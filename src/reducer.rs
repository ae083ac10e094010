//! Reducer - pure function: (state, action) -> DispatchResult

use tui_dispatch::{DataResource, DispatchResult};

use crate::action::Action;
use crate::effect::Effect;
use crate::state::{AppState, FetchOutcome, SortKey, ViewPhase, FETCH_FAILED_MESSAGE};
use crate::view::derive_view;

pub fn reducer(state: &mut AppState, action: Action) -> DispatchResult<Effect> {
    match action {
        // ===== Catalog actions =====
        Action::CatalogFetch => begin_load(state),

        Action::CatalogRetry => {
            if state.phase() != ViewPhase::Failed {
                return DispatchResult::unchanged();
            }
            begin_load(state)
        }

        Action::CatalogDidLoad {
            request_id,
            outcome,
        } => {
            if !state.is_current_request(request_id) {
                tracing::debug!(request_id, "ignoring stale catalog load");
                return DispatchResult::unchanged();
            }
            apply_outcome(state, outcome);
            DispatchResult::changed()
        }

        Action::CatalogDidError { request_id, error } => {
            if !state.is_current_request(request_id) {
                tracing::debug!(request_id, "ignoring stale catalog error");
                return DispatchResult::unchanged();
            }
            tracing::error!(request_id, %error, "catalog load failed");
            state.catalog = DataResource::Failed(FETCH_FAILED_MESSAGE.to_string());
            state.visible.clear();
            state.scroll = 0;
            DispatchResult::changed()
        }

        Action::CatalogDidRefresh {
            request_id,
            outcome,
        } => {
            if !state.is_current_request(request_id) || state.phase() != ViewPhase::Ready {
                tracing::debug!(request_id, "ignoring stale catalog refresh");
                return DispatchResult::unchanged();
            }
            apply_outcome(state, outcome);
            DispatchResult::changed()
        }

        Action::CatalogRefreshDidError { request_id, error } => {
            if !state.is_current_request(request_id) {
                return DispatchResult::unchanged();
            }
            // Stale data stays on screen; the view remains Ready.
            tracing::warn!(request_id, %error, "catalog refresh failed, keeping previous view");
            state.refresh_error = Some(error);
            DispatchResult::changed()
        }

        // ===== Search actions =====
        Action::SearchFocus => {
            if state.search_active || state.phase() != ViewPhase::Ready {
                return DispatchResult::unchanged();
            }
            state.search_active = true;
            DispatchResult::changed()
        }

        Action::SearchBlur => {
            if !state.search_active {
                return DispatchResult::unchanged();
            }
            state.search_active = false;
            DispatchResult::changed()
        }

        Action::SearchTermChange(term) => {
            if term == state.search_term {
                return DispatchResult::unchanged();
            }
            state.search_term = term;
            request_derivation(state)
        }

        // ===== Sort actions =====
        Action::SortSet(key) => set_sort(state, key),

        Action::SortToggle => {
            let key = state.sort_key.toggle();
            set_sort(state, key)
        }

        // ===== Derive actions =====
        Action::DeriveDue(ticket) => {
            if ticket != state.derive_ticket || state.phase() != ViewPhase::Ready {
                tracing::debug!(ticket, current = state.derive_ticket, "derivation superseded");
                return DispatchResult::unchanged();
            }
            begin_refresh(state)
        }

        // ===== Grid actions =====
        Action::GridScroll(delta) => {
            let max_row = state.max_scroll_row();
            let next = (state.scroll as i64 + delta as i64).clamp(0, max_row as i64) as usize;
            if next == state.scroll {
                return DispatchResult::unchanged();
            }
            state.scroll = next;
            DispatchResult::changed()
        }

        Action::GridResize(columns) => {
            let columns = columns.max(1);
            if columns == state.grid_columns {
                return DispatchResult::unchanged();
            }
            state.grid_columns = columns;
            state.scroll = state.scroll.min(state.max_scroll_row());
            DispatchResult::changed()
        }

        // ===== Global actions =====
        Action::Render => DispatchResult::changed(),

        Action::Tick => {
            if state.phase() == ViewPhase::Loading {
                state.tick = state.tick.wrapping_add(1);
                DispatchResult::changed()
            } else {
                DispatchResult::unchanged()
            }
        }

        Action::Quit => DispatchResult::unchanged(),
    }
}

[What this task involves]:
Check the data for the word "ViewPhase" and pull out the lines that have it.

[Task result]:
use crate::state::{AppState, FetchOutcome, SortKey, ViewPhase, FETCH_FAILED_MESSAGE};
            if state.phase() != ViewPhase::Failed {
            if !state.is_current_request(request_id) || state.phase() != ViewPhase::Ready {
            if state.search_active || state.phase() != ViewPhase::Ready {
            if ticket != state.derive_ticket || state.phase() != ViewPhase::Ready {
            if state.phase() == ViewPhase::Loading {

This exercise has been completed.